Si bien la concepción patológica y la condena ante las diversas orientaciones sexuales e identidades de género son parte de una realidad externa, tienen una repercusión en nuestra mente. Desde una edad muy temprana, las personas LGBTQI+ al escuchar ese tipo de discursos, suelen crecer con la idea de “que hay algo mal”, “algo que es diferente a lo esperado”. También las hace proclives a vivir agresiones por tener una manera distinta de ser con respecto a la expectativa heterosexista. Incluso, si se piensa en un sentido más amplio, todos esos prejuicios es como si se fueran almacenando en el inconsciente, lo que provoca desde los primeros años de vida que las personas se encierren en un clóset que sienten que los protege en algunos casos, pero que también priva a las personas de vivir con libertad y con autenticidad; o bien, las personas llevan una especie de doble vida donde hay una parte de la personalidad que permanece cautiva y avergonzada, con enojo y resentimiento por no poder vivir y mostrarse como se es en realidad.
La homosexualidad deja de ser concebida como un trastorno mental en 1973 y no fue hasta el 2018 que la transexualidad dejó de considerarse como tal en la clasificación internacional de enfermedades. ¿Cómo poder vivir una vida plena siendo una persona gay, lesbiana, trans o bi ante un discurso que concibe la propia existencia como una enfermedad? De ser así, por lo tanto, sería algo que “curar”. Lo anterior dio lugar a las aterradoras terapias de conversión que afortunadamente han sido prohibidas; sin embargo, esa mirada desde la patología deja huellas y marcas, que tienden a convertirse posteriormente en cuadros de depresión, ansiedad o incluso estrés postraumático.
Recordemos la famosa carta que Freud escribe a la madre de un paciente homosexual en 1935, en la cual menciona que la homosexualidad no es algo de lo que se deba avergonzarse y califica como una injusticia que se le trate como un crimen.
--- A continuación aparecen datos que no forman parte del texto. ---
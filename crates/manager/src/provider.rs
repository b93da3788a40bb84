//! The provider plugin contract.

use crate::error::ProviderError;
use async_trait::async_trait;
use entitle_domain::{AuthorizationStatus, Environment, Offer, ProductIdentifier, Target};
use std::fmt;

/// An external source of entitlement facts and/or purchase offers.
///
/// Both capability methods default to abstaining, so a provider may implement
/// either or both. Providers are consulted on every resolution pass, in the
/// order they were added; they are never queried concurrently with their own
/// removal (the sequential task queue enforces that ordering).
///
/// A provider whose backing data changes out-of-band (a receipt arriving, a
/// license file appearing) should call
/// [`Manager::refresh`](crate::Manager::refresh) so observers get re-evaluated.
#[async_trait]
pub trait Provider: fmt::Debug + Send + Sync {
    /// Stable name used for offer attribution and log output.
    fn name(&self) -> &str;

    /// This provider's opinion on whether `target` is authorized in
    /// `environment`. `Ok(None)` abstains, excluding the provider from the
    /// combination for this target.
    async fn entitlement(
        &self,
        target: &Target,
        environment: &Environment,
    ) -> Result<Option<AuthorizationStatus>, ProviderError> {
        let _ = (target, environment);
        Ok(None)
    }

    /// Offers this provider can currently make for `product`. `Ok(None)`
    /// means "no data" (e.g. the store has not answered yet), which is
    /// distinct from `Ok(Some(vec![]))`.
    async fn offers(
        &self,
        product: &ProductIdentifier,
    ) -> Result<Option<Vec<Offer>>, ProviderError> {
        let _ = product;
        Ok(None)
    }
}
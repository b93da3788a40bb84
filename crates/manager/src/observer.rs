//! Observer lifecycle: live subscriptions, update diffing and weak-owner
//! self-cleanup.

use entitle_domain::{AuthorizationStatus, Environment, Offer, Target};
use fxhash::FxHashMap;
use std::any::Any;
use std::sync::{Arc, Weak};
use tracing::trace;

/// An authorization-status update: every observed target mapped to its
/// current aggregated status.
pub type StatusUpdate = FxHashMap<Target, AuthorizationStatus>;

/// An offers update: every observed target mapped to its current offer list,
/// `None` while no provider has supplied data yet.
pub type OffersUpdate = FxHashMap<Target, Option<Vec<Offer>>>;

/// A weak reference to the context owning a subscription. When the owner is
/// dropped, the subscription is deregistered on the next evaluation cycle
/// without a final callback.
pub type OwnerRef = Weak<dyn Any + Send + Sync>;

/// Derives an [`OwnerRef`] from any shared owning context.
pub fn owner_ref<T: Any + Send + Sync>(owner: &Arc<T>) -> OwnerRef {
    let weak: Weak<T> = Arc::downgrade(owner);
    weak
}

/// Opaque handle to a registered observer, used with
/// [`Manager::stop_observer`](crate::Manager::stop_observer).
#[derive(Debug, Clone, PartialEq, Eq, Hash)]
pub struct ObserverHandle {
    pub(crate) id: u64,
}

/// Shared so a handler can be invoked after the registry lock is released.
pub(crate) type StatusHandler = Arc<dyn Fn(&StatusUpdate) + Send + Sync>;
pub(crate) type OffersHandler = Arc<dyn Fn(&OffersUpdate) + Send + Sync>;

pub(crate) enum ObserverKind {
    Status {
        handler: StatusHandler,
        last_seen: Option<StatusUpdate>,
    },
    Offers {
        handler: OffersHandler,
        last_seen: Option<OffersUpdate>,
    },
}

impl std::fmt::Debug for ObserverKind {
    fn fmt(&self, f: &mut std::fmt::Formatter<'_>) -> std::fmt::Result {
        match self {
            Self::Status { last_seen, .. } => {
                f.debug_struct("Status").field("last_seen", last_seen).finish_non_exhaustive()
            },
            Self::Offers { last_seen, .. } => {
                f.debug_struct("Offers").field("last_seen", last_seen).finish_non_exhaustive()
            },
        }
    }
}

/// A live subscription: interest set, optional environment, update handler
/// and an optional weak owner.
#[derive(Debug)]
pub(crate) struct Observer {
    pub(crate) id: u64,
    pub(crate) targets: Vec<Target>,
    /// Status observers resolve relative to one environment; offer observers
    /// carry none.
    pub(crate) environment: Option<Environment>,
    pub(crate) owner: Option<OwnerRef>,
    pub(crate) kind: ObserverKind,
}

impl Observer {
    /// Whether the owning context (if any) is still alive.
    pub(crate) fn owner_alive(&self) -> bool {
        self.owner.as_ref().is_none_or(|owner| owner.strong_count() > 0)
    }

    /// Records a fresh status map and, if it differs from the last one seen
    /// (or is the initial update), returns the handler to invoke.
    ///
    /// The caller fires the returned handler after releasing the registry
    /// lock, so a blocking or re-entrant handler cannot wedge the registry.
    pub(crate) fn stage_status(&mut self, fresh: &StatusUpdate) -> Option<StatusHandler> {
        let ObserverKind::Status { handler, last_seen } = &mut self.kind else {
            return None;
        };
        if last_seen.as_ref() == Some(fresh) {
            return None;
        }
        trace!(observer = self.id, "Delivering authorization status update");
        *last_seen = Some(fresh.clone());
        Some(handler.clone())
    }

    /// Records a fresh offers map and, if it differs from the last one seen
    /// (or is the initial update), returns the handler to invoke.
    pub(crate) fn stage_offers(&mut self, fresh: &OffersUpdate) -> Option<OffersHandler> {
        let ObserverKind::Offers { handler, last_seen } = &mut self.kind else {
            return None;
        };
        if last_seen.as_ref() == Some(fresh) {
            return None;
        }
        trace!(observer = self.id, "Delivering offers update");
        *last_seen = Some(fresh.clone());
        Some(handler.clone())
    }
}

/// Exclusive owner of all [`Observer`] instances.
#[derive(Debug, Default)]
pub(crate) struct ObserverRegistry {
    observers: Vec<Observer>,
    next_id: u64,
}

impl ObserverRegistry {
    pub(crate) fn insert(
        &mut self,
        targets: Vec<Target>,
        environment: Option<Environment>,
        owner: Option<OwnerRef>,
        kind: ObserverKind,
    ) -> ObserverHandle {
        let id = self.next_id;
        self.next_id += 1;
        self.observers.push(Observer { id, targets, environment, owner, kind });
        trace!(observer = id, "Observer registered");
        ObserverHandle { id }
    }

    /// Removes an observer; unknown ids are a benign no-op.
    pub(crate) fn remove(&mut self, handle: &ObserverHandle) {
        let before = self.observers.len();
        self.observers.retain(|observer| observer.id != handle.id);
        if self.observers.len() < before {
            trace!(observer = handle.id, "Observer stopped");
        }
    }

    /// Drops observers whose owner has been released, without invoking their
    /// handlers again.
    pub(crate) fn prune_released(&mut self) {
        self.observers.retain(|observer| {
            let alive = observer.owner_alive();
            if !alive {
                trace!(observer = observer.id, "Observer owner released; deregistering");
            }
            alive
        });
    }

    pub(crate) fn get_mut(&mut self, handle: &ObserverHandle) -> Option<&mut Observer> {
        self.observers.iter_mut().find(|observer| observer.id == handle.id)
    }

    pub(crate) fn iter_mut(&mut self) -> impl Iterator<Item = &mut Observer> {
        self.observers.iter_mut()
    }
}
use std::borrow::Cow;
use thiserror::Error;

/// Errors that can occur during logger initialization.
#[derive(Debug, Error)]
pub enum LoggerError {
    /// Failure when configuring the rolling file appender (e.g. invalid path).
    #[error("rolling file appender error: {source}")]
    Appender {
        #[from]
        source: tracing_appender::rolling::InitError,
    },

    /// A global tracing subscriber has already been initialized in this
    /// process.
    #[error("tracing subscriber error: {source}")]
    Subscriber {
        #[from]
        source: tracing_subscriber::util::TryInitError,
    },

    /// Invalid configuration supplied to the builder.
    #[error("invalid logger configuration: {message}")]
    InvalidConfiguration { message: Cow<'static, str> },

    /// Internal fallback for unexpected failures.
    #[error("internal logger error: {message}")]
    Internal { message: Cow<'static, str> },
}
Aun así, desafortunadamente hubo quien dentro del ámbito psicoanalítico trabajó en tratamientos para poder corregir la homosexualidad y las identidades de género no conforme. Fue hasta el año 2019 que la Asociación Americana de Psicoanálisis ofreció una disculpa pública por esto, ya que sólo contribuyó en favorecer la discriminación.
Hoy, en pleno 2026, aquellos discursos estigmatizantes e invalidantes parecen resurgir. No olvidemos que a veces han sido internalizados y que pueden albergar en nuestro mundo interno y de ahí definir nuestra relación con el exterior. El psicoanálisis debe seguir apostando por una clínica de escucha y validación ante la población LGBTQ+, la cual se aleje de esa mirada desde la patología y ayude al sujeto a reconocer y habitar su deseo. Es cuando el deseo se acepta como tal que la vida comienza a tener sentido, cuando la angustia puede ser tolerada y la inhibición cede.
El aceptarse como se es en realidad es reconocer que no solamente se es una identidad de género o una orientación sexual. Somos todo aquello que hemos vivido, las experiencias dolorosas, las satisfactorias, el amor, nuestros vínculos. También somos un legado de una historia colectiva en la cual hubo quienes se atrevieron a levantar la voz en contra del estigma y la discriminación. Es cuando esto puede ser pensado y sostenido cuando podemos hablar de orgullo.
Bibliografía:
Hertzmann, L., & Newbigin, J. (2023). Psychoanalysis and homosexuality: A contemporary introduction. Routledge.
American Psychoanalytic Association. (2022). An apology to the LGBTQ+ community. https://apsa.org/wp-content/uploads/2022/10/StonewallApology.pdf
Freud, S. (1935). Letter to an American mother [Carta]. Reimpresa en E. Freud (Ed.), Letters of Sigmund Freud (1951, pp. 423–424). Basic Books.